*Problem description:*
Every line holding "applied" should be copied from the records below.

[The input]

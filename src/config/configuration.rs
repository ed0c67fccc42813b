//! Power tuning configuration record
//!
//! A flat value type shared by the panel, the CLI and the backend. Every user
//! action produces a whole new `Configuration` through [`Configuration::with`];
//! nothing here performs I/O.

use serde::{Deserialize, Serialize};
use thiserror::Error;

use crate::constants::{limits, ryzenadj};

/// Complete tuning state pushed to the backend
#[derive(Debug, Clone, PartialEq, Eq, Serialize, Deserialize)]
pub struct Configuration {
    pub apply_cpu_offset: bool,
    pub cpu_offset: i32,
    pub apply_gpu_offset: bool,
    pub gpu_offset: i32,
    #[serde(default)]
    pub apply_power_limit: bool,
    #[serde(default = "default_power_limit")]
    pub power_limit_mw: u32,
    #[serde(default)]
    pub show_debug: bool,
}

fn default_power_limit() -> u32 {
    limits::POWER_LIMIT_DEFAULT_MW
}

impl Default for Configuration {
    fn default() -> Self {
        Self {
            apply_cpu_offset: true,
            cpu_offset: 0,
            apply_gpu_offset: false,
            gpu_offset: 0,
            apply_power_limit: false,
            power_limit_mw: limits::POWER_LIMIT_DEFAULT_MW,
            show_debug: false,
        }
    }
}

/// A single user edit
#[derive(Debug, Clone, Copy, PartialEq, Eq)]
pub enum ConfigChange {
    SetCpuOffset(i32),
    SetGpuOffset(i32),
    ApplyCpuOffset(bool),
    ApplyGpuOffset(bool),
    SetPowerLimit(u32),
    ApplyPowerLimit(bool),
    ShowDebug(bool),
}

/// Hardware-relevant fields, in the order they are compared
#[derive(Debug, Clone, Copy, PartialEq, Eq, Hash)]
pub enum Field {
    ApplyCpuOffset,
    CpuOffset,
    ApplyGpuOffset,
    GpuOffset,
    ApplyPowerLimit,
    PowerLimit,
}

impl Field {
    pub const ALL: [Field; 6] = [
        Field::ApplyCpuOffset,
        Field::CpuOffset,
        Field::ApplyGpuOffset,
        Field::GpuOffset,
        Field::ApplyPowerLimit,
        Field::PowerLimit,
    ];
}

#[derive(Debug, Clone, PartialEq, Eq, Error)]
pub enum ConfigError {
    #[error("CPU offset {0} outside {min}..={max}", min = limits::OFFSET_MIN, max = limits::OFFSET_MAX)]
    CpuOffsetOutOfRange(i32),
    #[error("GPU offset {0} outside {min}..={max}", min = limits::OFFSET_MIN, max = limits::OFFSET_MAX)]
    GpuOffsetOutOfRange(i32),
    #[error(
        "power limit {0} mW outside {min}..={max} mW",
        min = limits::POWER_LIMIT_MIN_MW,
        max = limits::POWER_LIMIT_MAX_MW
    )]
    PowerLimitOutOfRange(u32),
}

impl Configuration {
    /// Return a new configuration with `change` applied
    pub fn with(&self, change: ConfigChange) -> Self {
        let mut next = self.clone();
        match change {
            ConfigChange::SetCpuOffset(v) => next.cpu_offset = v,
            ConfigChange::SetGpuOffset(v) => next.gpu_offset = v,
            ConfigChange::ApplyCpuOffset(v) => next.apply_cpu_offset = v,
            ConfigChange::ApplyGpuOffset(v) => next.apply_gpu_offset = v,
            ConfigChange::SetPowerLimit(v) => next.power_limit_mw = v,
            ConfigChange::ApplyPowerLimit(v) => next.apply_power_limit = v,
            ConfigChange::ShowDebug(v) => next.show_debug = v,
        }
        next
    }

    /// Check every value against the accepted hardware ranges
    pub fn validate(&self) -> Result<(), ConfigError> {
        let offsets = limits::OFFSET_MIN..=limits::OFFSET_MAX;
        if !offsets.contains(&self.cpu_offset) {
            return Err(ConfigError::CpuOffsetOutOfRange(self.cpu_offset));
        }
        if !offsets.contains(&self.gpu_offset) {
            return Err(ConfigError::GpuOffsetOutOfRange(self.gpu_offset));
        }
        if !(limits::POWER_LIMIT_MIN_MW..=limits::POWER_LIMIT_MAX_MW).contains(&self.power_limit_mw) {
            return Err(ConfigError::PowerLimitOutOfRange(self.power_limit_mw));
        }
        Ok(())
    }

    /// Clamp positive offsets to zero so the backend never overvolts
    pub fn sanitized(mut self) -> Self {
        self.cpu_offset = self.cpu_offset.min(limits::OFFSET_MAX);
        self.gpu_offset = self.gpu_offset.min(limits::OFFSET_MAX);
        self
    }

    pub fn cpu_value(&self) -> String {
        register_value(self.cpu_offset)
    }

    pub fn gpu_value(&self) -> String {
        register_value(self.gpu_offset)
    }

    /// Hardware-relevant fields that differ from `old` (`show_debug` never counts)
    pub fn differences(&self, old: &Configuration) -> Vec<Field> {
        Field::ALL
            .into_iter()
            .filter(|field| match field {
                Field::ApplyCpuOffset => self.apply_cpu_offset != old.apply_cpu_offset,
                Field::CpuOffset => self.cpu_offset != old.cpu_offset,
                Field::ApplyGpuOffset => self.apply_gpu_offset != old.apply_gpu_offset,
                Field::GpuOffset => self.gpu_offset != old.gpu_offset,
                Field::ApplyPowerLimit => self.apply_power_limit != old.apply_power_limit,
                Field::PowerLimit => self.power_limit_mw != old.power_limit_mw,
            })
            .collect()
    }
}

/// Curve optimiser register value for an offset, as ryzenadj expects it
pub fn register_value(offset: i32) -> String {
    format!("{:#x}", ryzenadj::BASE_VALUE + i64::from(offset))
}

#[cfg(test)]
mod tests {
    use super::*;

    #[test]
    fn test_default_configuration() {
        let config = Configuration::default();
        assert!(config.apply_cpu_offset);
        assert!(!config.apply_gpu_offset);
        assert!(!config.apply_power_limit);
        assert_eq!(config.cpu_offset, 0);
        assert_eq!(config.gpu_offset, 0);
        assert_eq!(config.power_limit_mw, 15_000);
        assert!(!config.show_debug);
    }

    #[test]
    fn test_with_leaves_original_untouched() {
        let original = Configuration::default();
        let next = original.with(ConfigChange::SetCpuOffset(-12));

        assert_eq!(original.cpu_offset, 0);
        assert_eq!(next.cpu_offset, -12);
        assert_eq!(next.gpu_offset, original.gpu_offset);
    }

    #[test]
    fn test_with_each_change() {
        let config = Configuration::default()
            .with(ConfigChange::SetGpuOffset(-7))
            .with(ConfigChange::ApplyGpuOffset(true))
            .with(ConfigChange::ApplyCpuOffset(false))
            .with(ConfigChange::SetPowerLimit(12_000))
            .with(ConfigChange::ApplyPowerLimit(true))
            .with(ConfigChange::ShowDebug(true));

        assert_eq!(config.gpu_offset, -7);
        assert!(config.apply_gpu_offset);
        assert!(!config.apply_cpu_offset);
        assert_eq!(config.power_limit_mw, 12_000);
        assert!(config.apply_power_limit);
        assert!(config.show_debug);
    }

    #[test]
    fn test_register_values() {
        let config = Configuration::default()
            .with(ConfigChange::SetCpuOffset(-10))
            .with(ConfigChange::SetGpuOffset(-5));
        assert_eq!(config.cpu_value(), "0xffff6");
        assert_eq!(config.gpu_value(), "0xffffb");
        assert_eq!(register_value(0), "0x100000");
    }

    #[test]
    fn test_validate_rejects_out_of_range() {
        let base = Configuration::default();
        assert!(base.validate().is_ok());

        assert_eq!(
            base.with(ConfigChange::SetCpuOffset(5)).validate(),
            Err(ConfigError::CpuOffsetOutOfRange(5))
        );
        assert_eq!(
            base.with(ConfigChange::SetGpuOffset(-31)).validate(),
            Err(ConfigError::GpuOffsetOutOfRange(-31))
        );
        assert_eq!(
            base.with(ConfigChange::SetPowerLimit(100)).validate(),
            Err(ConfigError::PowerLimitOutOfRange(100))
        );
    }

    #[test]
    fn test_validate_error_message() {
        let err = Configuration::default()
            .with(ConfigChange::SetCpuOffset(3))
            .validate()
            .unwrap_err();
        assert_eq!(err.to_string(), "CPU offset 3 outside -30..=0");
    }

    #[test]
    fn test_sanitized_clamps_positive_offsets() {
        let config = Configuration::default()
            .with(ConfigChange::SetCpuOffset(4))
            .with(ConfigChange::SetGpuOffset(-3))
            .sanitized();
        assert_eq!(config.cpu_offset, 0);
        assert_eq!(config.gpu_offset, -3);
    }

    #[test]
    fn test_differences_ignore_show_debug() {
        let old = Configuration::default();
        let new = old.with(ConfigChange::ShowDebug(true));
        assert!(new.differences(&old).is_empty());
    }

    #[test]
    fn test_differences_in_field_order() {
        let old = Configuration::default();
        let new = old
            .with(ConfigChange::SetPowerLimit(9_000))
            .with(ConfigChange::SetCpuOffset(-4));
        assert_eq!(new.differences(&old), vec![Field::CpuOffset, Field::PowerLimit]);
    }

    #[test]
    fn test_deserialize_older_record_uses_defaults() {
        let json = r#"{"apply_cpu_offset":true,"cpu_offset":-8,"apply_gpu_offset":false,"gpu_offset":0}"#;
        let config: Configuration = serde_json::from_str(json).unwrap();
        assert_eq!(config.cpu_offset, -8);
        assert_eq!(config.power_limit_mw, 15_000);
        assert!(!config.apply_power_limit);
        assert!(!config.show_debug);
    }
}
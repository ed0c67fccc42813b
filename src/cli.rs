//! One-shot commands talking to the backend daemon

use anyhow::{anyhow, bail, Context, Result};
use clap::Args;
use std::path::Path;
use tracing::info;

use crate::config::{ConfigChange, Configuration, Settings};
use crate::ipc::SocketBridge;
use crate::reconciler::{OperationResult, Reconciler};

#[derive(Args, Debug, Default)]
pub struct SetArgs {
    /// CPU curve optimiser offset (-30..=0)
    #[arg(long, allow_negative_numbers = true)]
    pub cpu_offset: Option<i32>,

    /// GPU curve optimiser offset (-30..=0)
    #[arg(long, allow_negative_numbers = true)]
    pub gpu_offset: Option<i32>,

    /// APU power limit in milliwatts
    #[arg(long)]
    pub power_limit: Option<u32>,

    /// Enable or disable the CPU offset
    #[arg(long)]
    pub apply_cpu: Option<bool>,

    /// Enable or disable the GPU offset
    #[arg(long)]
    pub apply_gpu: Option<bool>,

    /// Enable or disable the power limit
    #[arg(long)]
    pub apply_power_limit: Option<bool>,

    /// Print the ryzenadj command and output
    #[arg(long, short)]
    pub verbose: bool,
}

impl SetArgs {
    pub fn changes(&self) -> Vec<ConfigChange> {
        [
            self.apply_cpu.map(ConfigChange::ApplyCpuOffset),
            self.cpu_offset.map(ConfigChange::SetCpuOffset),
            self.apply_gpu.map(ConfigChange::ApplyGpuOffset),
            self.gpu_offset.map(ConfigChange::SetGpuOffset),
            self.apply_power_limit.map(ConfigChange::ApplyPowerLimit),
            self.power_limit.map(ConfigChange::SetPowerLimit),
        ]
        .into_iter()
        .flatten()
        .collect()
    }
}

fn connect(settings: &Settings) -> Reconciler<SocketBridge> {
    Reconciler::new(
        SocketBridge::new(settings.socket_path()),
        settings.response_ordering,
    )
}

async fn loaded(reconciler: &Reconciler<SocketBridge>) -> Result<Configuration> {
    reconciler
        .initialize()
        .await
        .ok_or_else(|| anyhow!("Could not read the active configuration from the backend"))
}

pub async fn status(settings: &Settings) -> Result<()> {
    let config = loaded(&connect(settings)).await?;
    let json = serde_json::json!({
        "configuration": config,
        "cpu_value": config.cpu_value(),
        "gpu_value": config.gpu_value(),
    });
    println!("{}", serde_json::to_string_pretty(&json)?);
    Ok(())
}

pub async fn set(settings: &Settings, args: &SetArgs) -> Result<()> {
    let changes = args.changes();
    if changes.is_empty() {
        bail!("Nothing to set; pass at least one option (see --help)");
    }

    let reconciler = connect(settings);
    let current = loaded(&reconciler).await?;
    let next = changes.iter().fold(current, |config, change| config.with(*change));
    info!(?next, "Applying configuration from command line");
    report(reconciler.apply(next).await, args.verbose)
}

pub async fn reset(settings: &Settings, verbose: bool) -> Result<()> {
    let reconciler = connect(settings);
    loaded(&reconciler).await?;
    report(reconciler.reset().await, verbose)
}

/// Meant for suspend hooks (e.g. systemd-sleep); waits until the backend acknowledged
pub async fn resume(settings: &Settings) -> Result<()> {
    connect(settings)
        .notify_resume()
        .await
        .context("Resume notification task failed")
}

pub async fn ping(settings: &Settings) -> Result<()> {
    SocketBridge::new(settings.socket_path()).ping().await?;
    println!("backend is running");
    Ok(())
}

pub async fn stop(settings: &Settings) -> Result<()> {
    SocketBridge::new(settings.socket_path()).shutdown().await?;
    println!("backend is shutting down");
    Ok(())
}

pub fn init_config(path: &Path, force: bool) -> Result<()> {
    if path.exists() && !force {
        bail!("{} already exists (use --force to overwrite)", path.display());
    }
    Settings::default().save(path)?;
    println!("wrote default settings to {}", path.display());
    Ok(())
}

fn report(result: OperationResult, verbose: bool) -> Result<()> {
    match result {
        OperationResult::Success {
            applied,
            executed,
            diagnostics,
            ..
        } => {
            println!("{}", serde_json::to_string_pretty(&applied)?);
            if !executed {
                println!("ryzenadj not executed (nothing changed)");
            }
            if let (true, Some(invocation)) = (verbose, diagnostics) {
                println!("cmd: {}", invocation.command);
                println!("stdout: {}", invocation.stdout.trim_end());
                println!("stderr: {}", invocation.stderr.trim_end());
            }
            Ok(())
        }
        OperationResult::Failure { message } => Err(anyhow!(message)),
    }
}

[/The input]

*Answer to this problem:*
    /// Return a new configuration with `change` applied
            applied,
            println!("{}", serde_json::to_string_pretty(&applied)?);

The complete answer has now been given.